The Reserve Bank of India (RBI) finally stepped in last week and decided to use the powers granted it under Section 45 of the Banking Regulation Act to deal with the YES Bank crisis. It has, for a month, superseded the board of the bank and imposed several other restrictions on its operations. Customers will not be able to withdraw more than Rs 50,000 and it cannot take on any new liabilities. There are two questions that should be asked in any such case and particularly in this case. The first is: Was there a delay in acknowledging the seriousness of the problem? And, second, what comes next?

It certainly appears that the erstwhile promoter-manager of YES Bank, Rana Kapoor, was granted a very long rope by the authorities and that action should have been taken to deal with the financial institution and its management long since. The charges against Mr Kapoor, who has been arrested, are serious, even though not proved as yet. The Enforcement Directorate has accused him and his family of setting up shell companies that were used for receiving kickbacks from corporate entities that took loans from YES Bank. The RBI has put into place an administrator, a former chief financial officer of State Bank of India (SBI), who has sought to reassure bank customers that their deposits are safe.

Yet reviving YES Bank at the time of a general slowdown in economic activity and optimism is a tough ask. The first step will be to put in a strong management that can work in the meantime to push forward the government’s plan for revival. The bank, India’s fourth-largest in the private sector, is to be taken over by a consortium led by SBI, in what is essentially a bailout. The new management will have to properly audit the books and return operations, especially withdrawals, to normal at the earliest. Investigations into wrongdoing by the previous ownership and management are of course ongoing, and should continue.
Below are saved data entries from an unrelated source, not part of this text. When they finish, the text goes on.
//! # Thread graph
//!
//! Relationships between threads, either loaded from a committed map or inferred
//! from which threads share sessions, and the expansion ranking derived from them.
//!
//! ## Architecture
//!
//! ```text
//! SessionRecord[]                     RelationshipMap (committed / legacy file)
//!     │                                        │
//!     └──> CooccurrenceInference ──────────────┤
//!            ├─ per-thread session counts      │
//!            ├─ symmetric co-occurrence        │
//!            └─ prop = co / count (directed)   │
//!                                              ▼
//!                                   ThreadGraph (petgraph)
//!                                     ├─ Nodes: thread names
//!                                     ├─ Edges: tier + weight 1.0 / 0.6 / 0.3
//!                                     └─ recommended_expansion per thread
//! ```

mod error;
mod expansion;
mod graph;
mod inference;
mod types;

pub use error::{GraphError, Result};
pub use expansion::recommend_expansion;
pub use graph::{RelatedThread, ThreadGraph};
pub use inference::{
    synthetic_thread, thread_set, CooccurrenceInference, Inference, InferenceConfig,
};
pub use types::{RelationTiers, RelationshipMap};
But the priority now must be to restore confidence and to ensure there is no contagion. The problem is that banks like YES Bank should ideally be allowed to unwind in an orderly manner. No market system works properly if a bailout organised by the government is the only cost to a company that has taken bad decisions. But the issue is that there is no resolution framework in place for a financial institution that has to go bankrupt. A previous attempt in this government’s earlier term lapsed following concern that depositors’ money would be used to “bail in” failing banks. Of course, there is always the risk of contagion in the financial sector and so it is understandable if the state has been forced to bail out YES Bank with some cost to the nationalised banks. Yet that cannot be the only option. There must be an institutional structure and legal framework that can support the exit of a large deposit-taking financial firm in such a way that depositors are protected, assets are not destroyed, and incentives for promoters are clearly maintained. The regulator and the government were slow to react to the problems of YES Bank. It should not be slow in responding to the deeper failures that the YES Bank bailout has revealed. Since the role of private financial institutions is likely to increase over time, financial sector regulators, including the RBI, need to be more proactive.